(WHAT THE TASK REQUIRES): Copy every record exactly, with nothing left out.

DATA SUPPLIED below:

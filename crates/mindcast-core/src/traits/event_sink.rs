use crate::events::EngineEvent;

/// Receiver of engine events (pattern discovered, forecast generated, ...).
pub trait IEventSink: Send + Sync {
    fn publish(&self, event: &EngineEvent);
}
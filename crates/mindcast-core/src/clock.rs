//! Wall-clock abstraction so cache freshness and time windows are testable.

use chrono::{DateTime, Utc};

/// Source of the current time.
pub trait IClock: Send + Sync {
    fn now(&self) -> DateTime<Utc>;
}

/// The real system clock.
#[derive(Debug, Clone, Copy, Default)]
pub struct SystemClock;

impl IClock for SystemClock {
    fn now(&self) -> DateTime<Utc> {
        Utc::now()
    }
}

End of DATA SUPPLIED.

(ANSWER TO THIS EXERCISE):
filename crates/mindcast-core/src/traits/event_sink.rs
use crate::events::EngineEvent;

/// Receiver of engine events (pattern discovered, forecast generated, ...).
pub trait IEventSink: Send + Sync {
    fn publish(&self, event: &EngineEvent);
}
filename crates/mindcast-core/src/clock.rs
//! Wall-clock abstraction so cache freshness and time windows are testable.

use chrono::{DateTime, Utc};

/// Source of the current time.
pub trait IClock: Send + Sync {
    fn now(&self) -> DateTime<Utc>;
}

/// The real system clock.
#[derive(Debug, Clone, Copy, Default)]
pub struct SystemClock;

impl IClock for SystemClock {
    fn now(&self) -> DateTime<Utc> {
        Utc::now()
    }
}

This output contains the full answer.